The third book was a bit different, Bras is more than willing to argue with his girlfriend about silly things, and comes off as kind of a self-centered dick in the story. Perhaps Bras wasn’t the hero I though he was, had he done something to deserve to die repeatedly? I had to go back and reread the last two issues. There are parts of the story presented in the first two books that didn’t make sense until I read the third book. The woman he meets in the third book is his wife or girlfriend in the first book. So was it a good thing that his relationship didn’t work out with Olinda? What if he had worked things out Olinda and had never meet his future partner? What if he had decided to not attend his father’s special event? He would still be alive perhaps, but would his relationship with his father ever be the same? This wasn’t a simple story about how life sucks and then you die. This story was about everything that happens before that moment of death.  In this story death isn’t the end, it represents the choices you make in your life.  How you handle those random encounters in your life that can change the course of everything around you.
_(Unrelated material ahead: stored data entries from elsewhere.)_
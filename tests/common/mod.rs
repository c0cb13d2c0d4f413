// 集成测试公共模块
//
// 提供可计数的仓库、记录入队的队列、脚本化翻译函数和测试环境构建器

use std::sync::atomic::{AtomicU64, AtomicUsize, Ordering};
use std::sync::{Arc, Mutex};
use std::time::Duration;

use notelingo::cache::{MemoryNoteCache, NoteCache, DEFAULT_TTL};
use notelingo::error::{NoteError, NoteResult};
use notelingo::jobs::{ChannelJobQueue, DispatchLedger, JobId, JobQueue, JobReceiver};
use notelingo::model::{NewNote, Note, NoteChanges, NoteId};
use notelingo::repository::{MemoryNoteRepository, NoteRepository};
use notelingo::service::NoteService;
use notelingo::translator::Translator;
use notelingo::worker::{TranslationWorker, WorkerConfig};

/// 记录调用次数的仓库包装
#[derive(Default)]
pub struct CountingRepository {
    inner: MemoryNoteRepository,
    pub gets: AtomicUsize,
    pub updates: AtomicUsize,
    pub deletes: AtomicUsize,
}

impl CountingRepository {
    pub fn new() -> Self {
        Self::default()
    }

    pub fn get_count(&self) -> usize {
        self.gets.load(Ordering::SeqCst)
    }

    pub fn update_count(&self) -> usize {
        self.updates.load(Ordering::SeqCst)
    }
}

impl NoteRepository for CountingRepository {
    fn create(&self, fields: NewNote) -> NoteResult<Note> {
        self.inner.create(fields)
    }

    fn get(&self, id: NoteId) -> NoteResult<Note> {
        self.gets.fetch_add(1, Ordering::SeqCst);
        self.inner.get(id)
    }

    fn update(&self, id: NoteId, changes: NoteChanges) -> NoteResult<Note> {
        self.updates.fetch_add(1, Ordering::SeqCst);
        self.inner.update(id, changes)
    }

    fn delete(&self, id: NoteId) -> NoteResult<()> {
        self.deletes.fetch_add(1, Ordering::SeqCst);
        self.inner.delete(id)
    }

    fn list(&self) -> NoteResult<Vec<Note>> {
        self.inner.list()
    }
}

/// 只记录入队请求、不执行任务的队列
#[derive(Default)]
pub struct RecordingQueue {
    jobs: Mutex<Vec<(NoteId, String)>>,
    next_id: AtomicU64,
}

impl RecordingQueue {
    pub fn new() -> Self {
        Self::default()
    }

    pub fn jobs(&self) -> Vec<(NoteId, String)> {
        self.jobs.lock().unwrap().clone()
    }
}

impl JobQueue for RecordingQueue {
    fn enqueue(&self, note_id: NoteId, target_language: &str) -> NoteResult<JobId> {
        self.jobs
            .lock()
            .unwrap()
            .push((note_id, target_language.to_string()));
        Ok(self.next_id.fetch_add(1, Ordering::SeqCst) + 1)
    }
}

/// 总是返回固定译文
pub fn fixed_translator(text: &'static str) -> Arc<dyn Translator> {
    Arc::new(move |_: &str, _: &str, _: &str| -> NoteResult<String> { Ok(text.to_string()) })
}

/// 按目标语言返回 `[lang] 原文`
pub fn tagging_translator() -> Arc<dyn Translator> {
    Arc::new(|text: &str, _: &str, target: &str| -> NoteResult<String> {
        Ok(format!("[{}] {}", target, text))
    })
}

/// 总是失败
pub fn failing_translator(reason: &'static str) -> Arc<dyn Translator> {
    Arc::new(move |_: &str, _: &str, _: &str| -> NoteResult<String> {
        Err(NoteError::TranslationFailed(reason.to_string()))
    })
}

/// 基于内存组件的测试环境
pub struct TestEnvironment {
    pub repository: Arc<CountingRepository>,
    pub cache: Arc<MemoryNoteCache>,
    pub ledger: Arc<DispatchLedger>,
    pub service: NoteService,
    pub receiver: JobReceiver,
}

impl TestEnvironment {
    pub fn new() -> Self {
        Self::with_ttl(DEFAULT_TTL)
    }

    pub fn with_ttl(ttl: Duration) -> Self {
        let repository = Arc::new(CountingRepository::new());
        let cache = Arc::new(MemoryNoteCache::new());
        let ledger = Arc::new(DispatchLedger::new());
        let (queue, receiver) = ChannelJobQueue::new(64, Arc::clone(&ledger));

        let service = NoteService::with_cache_ttl(
            repository.clone(),
            cache.clone(),
            Arc::new(queue),
            ttl,
        );

        Self {
            repository,
            cache,
            ledger,
            service,
            receiver,
        }
    }

    /// 创建一条示例笔记
    pub fn seed(&self, title: &str, text: &str) -> Note {
        self.service
            .create(NewNote::new(title, text, "en"))
            .expect("创建笔记失败")
    }

    pub fn worker(&self, translator: Arc<dyn Translator>, config: WorkerConfig) -> TranslationWorker {
        TranslationWorker::new(
            self.repository.clone(),
            self.cache.clone(),
            translator,
            Arc::clone(&self.ledger),
            config,
        )
    }

    pub fn is_cached(&self, id: NoteId) -> bool {
        self.cache.contains(id)
    }

    pub fn cache_deletes(&self) -> u64 {
        self.cache.stats().deletes
    }
}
Do you take a chance and go for it? Do you take the safe path and keeps thing the same way they have always been?

I cannot do justice to this story trying to explain it, the complexity and depth of what is happening in this book really is beyond my abilities to express in witting. There is just so much going on here you will find yourself rereading it over and over again to find bits and pieces that you missed before or parts that did not make sense until you have reached later books of the story. The artwork is also incredible, it really lends itself to the dreamlike quality of story.

At first, the multiple deaths in the story upset me quite a bit, but by the third book I was a bit jaded by them. I think that is sort of the point that Moon and Ba are trying to make here. Death is the easy part, living your life the best way you can and taking chances that may either bring happiness or ruin is the hard part.

After reading the first three book of this series I feel a little better about my place in life and perhaps by the time issue ten comes around I will be sleeping a little better at night.